BEGIN DATASET RECORDS
//! The engine facade.
//!
//! `MapEngine` ties the registry, scheduler, capacity gate, auto-update
//! loop, and snapshot cache together behind one cloneable handle. All
//! mutable state sits behind a single async mutex; download workers and
//! the auto-update daemon share it through `EngineInner`.

use crate::autoupdate::{self, AutoUpdateSettings, CheckOutcome};
use crate::capacity;
use crate::config::EngineConfig;
use crate::error::EngineError;
use crate::geo::{GeoBounds, GeoPoint, MapTile};
use crate::network::{FixedNetwork, NetworkMonitor};
use crate::registry::{OfflineRegion, RegionRegistry, RegionRequest, RegionStatus};
use crate::scheduler::{
    self, CompletionResult, CompletionSender, DownloadQueue, ListenerId, ProgressBus,
};
use crate::snapshot::SnapshotCache;
use crate::store::{region_tiles_key, KvStore, TileStore};
use anyhow::Result;
use chrono::{DateTime, Local};
use std::collections::HashMap;
use std::path::PathBuf;
use std::sync::Arc;
use std::time::Duration;
use tokio::sync::{oneshot, Mutex, Notify};
use tokio_util::sync::CancellationToken;

/// Mutable engine state behind the single async mutex.
pub(crate) struct EngineState {
    pub(crate) registry: RegionRegistry,
    pub(crate) queue: DownloadQueue,
    pub(crate) waiters: HashMap<String, Vec<CompletionSender>>,
}

/// Shared internals handed to download workers and the auto-update daemon.
pub(crate) struct EngineInner {
    pub(crate) cfg: EngineConfig,
    pub(crate) kv: KvStore,
    pub(crate) tiles: TileStore,
    pub(crate) state: Mutex<EngineState>,
    pub(crate) progress: ProgressBus,
    pub(crate) network: Arc<dyn NetworkMonitor>,
    /// Wakes the auto-update daemon early (settings or network changes).
    pub(crate) recheck: Notify,
}

/// Handle to one requested download.
///
/// Carries a snapshot of the record as it looked when the request was
/// accepted; `wait` resolves when the scheduler settles the region.
/// Dropping the handle detaches the caller without affecting the download.
pub struct DownloadHandle {
    region: OfflineRegion,
    outcome: Outcome,
    inner: Arc<EngineInner>,
}

enum Outcome {
    /// Resolved at request time (the region was already available).
    Ready(CompletionResult),
    Pending(oneshot::Receiver<CompletionResult>),
}

impl std::fmt::Debug for DownloadHandle {
    fn fmt(&self, f: &mut std::fmt::Formatter<'_>) -> std::fmt::Result {
        f.debug_struct("DownloadHandle")
            .field("region", &self.region)
            .finish_non_exhaustive()
    }
}

impl DownloadHandle {
    /// The record as of request acceptance.
    pub fn region(&self) -> &OfflineRegion {
        &self.region
    }

    /// Wait for the download to settle, bounded by the configured region
    /// timeout. On expiry the record is forced to `error` and the download
    /// task is left to finish on its own; tiles already on disk stay.
    pub async fn wait(self) -> Result<OfflineRegion, EngineError> {
        let rx = match self.outcome {
            Outcome::Ready(result) => return result,
            Outcome::Pending(rx) => rx,
        };
        let timeout_secs = self.inner.cfg.region_timeout_secs;
        match tokio::time::timeout(Duration::from_secs(timeout_secs), rx).await {
            Ok(Ok(result)) => result,
            // The channel can only close when the region record went away.
            Ok(Err(_)) => Err(EngineError::RegionDeleted {
                id: self.region.id.clone(),
            }),
            Err(_) => {
                force_timeout(&self.inner, &self.region.id).await;
                Err(EngineError::Timeout {
                    id: self.region.id.clone(),
                    timeout_secs,
                })
            }
        }
    }
}

/// Mark a region that outlived its waiter as failed. A later settle from
/// the still-running worker sees the status change and discards itself.
async fn force_timeout(inner: &Arc<EngineInner>, region_id: &str) {
    let mut state = inner.state.lock().await;
    if let Some(record) = state.registry.get_mut(region_id) {
        if record.status == RegionStatus::Downloading {
            record.status = RegionStatus::Error;
            record.download_progress = None;
            state.registry.persist(&inner.kv).await;
            tracing::warn!(region = region_id, "region download timed out, marked error");
        }
    }
    state.waiters.remove(region_id);
}

pub(crate) async fn request_download_inner(
    inner: &Arc<EngineInner>,
    request: RegionRequest,
) -> Result<DownloadHandle, EngineError> {
    if !request.bounds.is_valid() {
        return Err(EngineError::InvalidConfig(format!(
            "bounds of region {} are inverted or out of range",
            request.id
        )));
    }

    let mut state = inner.state.lock().await;

    // Anything holding a queue slot keeps it. This also covers workers
    // still draining after a timeout or delete, whose stale results must
    // not land on a fresh record.
    if state.queue.is_queued(&request.id) {
        return Err(EngineError::AlreadyDownloading { id: request.id });
    }

    if let Some(existing) = state.registry.get(&request.id) {
        if existing.status == RegionStatus::Available {
            // Idempotent: resolve immediately with what is cached.
            let record = existing.clone();
            return Ok(DownloadHandle {
                region: record.clone(),
                outcome: Outcome::Ready(Ok(record)),
                inner: Arc::clone(inner),
            });
        }
        // Outdated, errored, and placeholder records are replaced by a
        // fresh download below.
    }

    capacity::ensure_quota(&state.registry, inner.cfg.max_cache_mb, request.size_mb)?;

    let record = OfflineRegion {
        id: request.id.clone(),
        name: request.name,
        bounds: request.bounds,
        min_zoom: inner.cfg.min_zoom,
        max_zoom: inner.cfg.max_zoom,
        size_mb: request.size_mb,
        status: RegionStatus::Downloading,
        download_progress: Some(0),
        last_updated: None,
    };
    state.registry.insert(record.clone());
    state.registry.persist(&inner.kv).await;

    let (tx, rx) = oneshot::channel();
    state.waiters.entry(request.id.clone()).or_default().push(tx);

    if state.queue.active.is_none() {
        state.queue.active = Some(request.id.clone());
        scheduler::spawn_worker(Arc::clone(inner), request.id.clone());
    } else {
        state.queue.pending.push_back(request.id.clone());
        tracing::info!(
            region = %request.id,
            position = state.queue.pending.len(),
            "queued behind active download"
        );
    }

    Ok(DownloadHandle {
        region: record,
        outcome: Outcome::Pending(rx),
        inner: Arc::clone(inner),
    })
}

pub(crate) async fn delete_region_inner(inner: &Arc<EngineInner>, region_id: &str) -> bool {
    let mut state = inner.state.lock().await;
    if state.registry.get(region_id).is_none() {
        return false;
    }

    // A queued-but-unstarted download will never run; its waiters resolve
    // now. An active download keeps running and discards its own result.
    state.queue.remove_pending(region_id);
    for waiter in state.waiters.remove(region_id).unwrap_or_default() {
        let _ = waiter.send(Err(EngineError::RegionDeleted {
            id: region_id.to_string(),
        }));
    }

    let tiles_key = region_tiles_key(region_id);
    let tiles: Vec<MapTile> = inner.kv.get(&tiles_key).await.unwrap_or_default();
    let paths: Vec<PathBuf> = tiles
        .iter()
        .filter_map(|t| t.path.as_ref().map(PathBuf::from))
        .collect();
    let removed = inner.tiles.remove_files(&paths).await;

    if let Err(e) = inner.kv.remove(&tiles_key).await {
        tracing::warn!(region = region_id, "tile list removal failed: {e:#}");
    }
    state.registry.remove(region_id);
    state.registry.persist(&inner.kv).await;
    tracing::info!(region = region_id, files_removed = removed, "region deleted");
    true
}

/// Cloneable facade over the whole engine.
#[derive(Clone)]
pub struct MapEngine {
    inner: Arc<EngineInner>,
}

impl MapEngine {
    /// Open with the on-disk configuration (created on first run) and a
    /// default wifi network monitor.
    pub async fn open() -> Result<Self> {
        let cfg = crate::config::load_or_init()?;
        Self::open_with(cfg, Arc::new(FixedNetwork::default())).await
    }

    /// Open with an explicit configuration and network monitor. Paths not
    /// set in the config default to the XDG state directory.
    pub async fn open_with(cfg: EngineConfig, network: Arc<dyn NetworkMonitor>) -> Result<Self> {
        cfg.validate()?;

        let kv = match &cfg.db_path {
            Some(path) => KvStore::open_at(path).await?,
            None => KvStore::open_default().await?,
        };
        let tile_base = match &cfg.tile_dir {
            Some(dir) => dir.clone(),
            None => {
                let xdg_dirs = xdg::BaseDirectories::with_prefix("roam")?;
                xdg_dirs.get_state_home().join("tiles")
            }
        };
        let tiles = TileStore::open(tile_base).await?;

        let mut registry = RegionRegistry::load(&kv).await;

        // Records stranded mid-download by a crash cannot resume; their
        // partial state is unusable until re-requested.
        let mut stranded = 0usize;
        for id in registry.ids() {
            if let Some(record) = registry.get_mut(&id) {
                if record.status == RegionStatus::Downloading {
                    record.status = RegionStatus::Error;
                    record.download_progress = None;
                    stranded += 1;
                }
            }
        }
        if stranded > 0 {
            tracing::warn!(stranded, "normalized interrupted downloads to error");
            registry.persist(&kv).await;
        }

        let inner = Arc::new(EngineInner {
            cfg,
            kv,
            tiles,
            state: Mutex::new(EngineState {
                registry,
                queue: DownloadQueue::default(),
                waiters: HashMap::new(),
            }),
            progress: ProgressBus::default(),
            network,
            recheck: Notify::new(),
        });
        Ok(MapEngine { inner })
    }

    pub fn config(&self) -> &EngineConfig {
        &self.inner.cfg
    }

    /// Request a region download. Already-available regions resolve
    /// immediately; a region mid-download is an error; anything else is
    /// checked against the quota, recorded as `downloading`, and queued.
    pub async fn request_download(
        &self,
        request: RegionRequest,
    ) -> Result<DownloadHandle, EngineError> {
        request_download_inner(&self.inner, request).await
    }

    /// Delete one region: queued work, tile files, tile list, record.
    /// Returns false for an unknown id.
    pub async fn delete_region(&self, region_id: &str) -> bool {
        delete_region_inner(&self.inner, region_id).await
    }

    /// Delete every region. Returns how many were removed.
    pub async fn delete_all_regions(&self) -> usize {
        let ids = { self.inner.state.lock().await.registry.ids() };
        let mut deleted = 0usize;
        for id in ids {
            if delete_region_inner(&self.inner, &id).await {
                deleted += 1;
            }
        }
        deleted
    }

    /// All records, sorted by id.
    pub async fn regions(&self) -> Vec<OfflineRegion> {
        self.inner.state.lock().await.registry.list()
    }

    pub async fn region(&self, region_id: &str) -> Option<OfflineRegion> {
        self.inner.state.lock().await.registry.get(region_id).cloned()
    }

    /// The persisted tile list of a region (empty when never completed).
    pub async fn region_tiles(&self, region_id: &str) -> Vec<MapTile> {
        self.inner
            .kv
            .get(&region_tiles_key(region_id))
            .await
            .unwrap_or_default()
    }

    /// True when a fully downloaded region contains the point.
    pub async fn is_point_covered(&self, point: &GeoPoint) -> bool {
        self.inner.state.lock().await.registry.point_covered(point)
    }

    /// True when a fully downloaded region contains the whole box.
    pub async fn is_region_available_offline(&self, bounds: &GeoBounds) -> bool {
        self.inner.state.lock().await.registry.bounds_covered(bounds)
    }

    /// Megabytes currently counted against the quota.
    pub async fn total_cache_mb(&self) -> f64 {
        capacity::total_cache_mb(&self.inner.state.lock().await.registry)
    }

    pub fn max_cache_mb(&self) -> f64 {
        self.inner.cfg.max_cache_mb
    }

    pub fn add_progress_listener(
        &self,
        listener: impl Fn(&str, u8) + Send + Sync + 'static,
    ) -> ListenerId {
        self.inner.progress.add(listener)
    }

    pub fn remove_progress_listener(&self, id: ListenerId) {
        self.inner.progress.remove(id)
    }

    pub async fn auto_update_settings(&self) -> AutoUpdateSettings {
        autoupdate::load_settings(&self.inner.kv).await
    }

    /// Persist new auto-update settings and wake the daemon for an
    /// immediate re-check.
    pub async fn set_auto_update_settings(&self, settings: AutoUpdateSettings) {
        autoupdate::save_settings(&self.inner.kv, &settings).await;
        self.inner.recheck.notify_one();
    }

    /// Run one auto-update condition check now.
    pub async fn run_update_check(&self) -> CheckOutcome {
        autoupdate::run_check_at(&self.inner, Local::now()).await
    }

    /// Run one auto-update condition check as of a specific instant.
    pub async fn run_update_check_at(&self, now: DateTime<Local>) -> CheckOutcome {
        autoupdate::run_check_at(&self.inner, now).await
    }

    /// Start the hourly auto-update daemon; it stops when `shutdown` fires.
    pub fn spawn_auto_update_daemon(
        &self,
        shutdown: CancellationToken,
    ) -> tokio::task::JoinHandle<()> {
        tokio::spawn(autoupdate::run_daemon(Arc::clone(&self.inner), shutdown))
    }

    /// Tell the engine the host's connectivity changed; the auto-update
    /// daemon re-evaluates its gates right away.
    pub fn notify_network_changed(&self) {
        self.inner.recheck.notify_one();
    }

    /// The snapshot cache sharing this engine's store.
    pub fn snapshot_cache(&self) -> SnapshotCache {
        SnapshotCache::new(self.inner.kv.clone())
    }
}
END DATASET RECORDS
## WORK TO COMPLETE
Go to the line in the material above that contains "pub async fn total_cache_mb(&self)" and copy exactly from there through the line that contains "pub async fn auto_update_settings(&self)", stopping after it.

## WRITTEN RESPONSE
    pub async fn total_cache_mb(&self) -> f64 {
        capacity::total_cache_mb(&self.inner.state.lock().await.registry)
    }

    pub fn max_cache_mb(&self) -> f64 {
        self.inner.cfg.max_cache_mb
    }

    pub fn add_progress_listener(
        &self,
        listener: impl Fn(&str, u8) + Send + Sync + 'static,
    ) -> ListenerId {
        self.inner.progress.add(listener)
    }

    pub fn remove_progress_listener(&self, id: ListenerId) {
        self.inner.progress.remove(id)
    }

    pub async fn auto_update_settings(&self) -> AutoUpdateSettings {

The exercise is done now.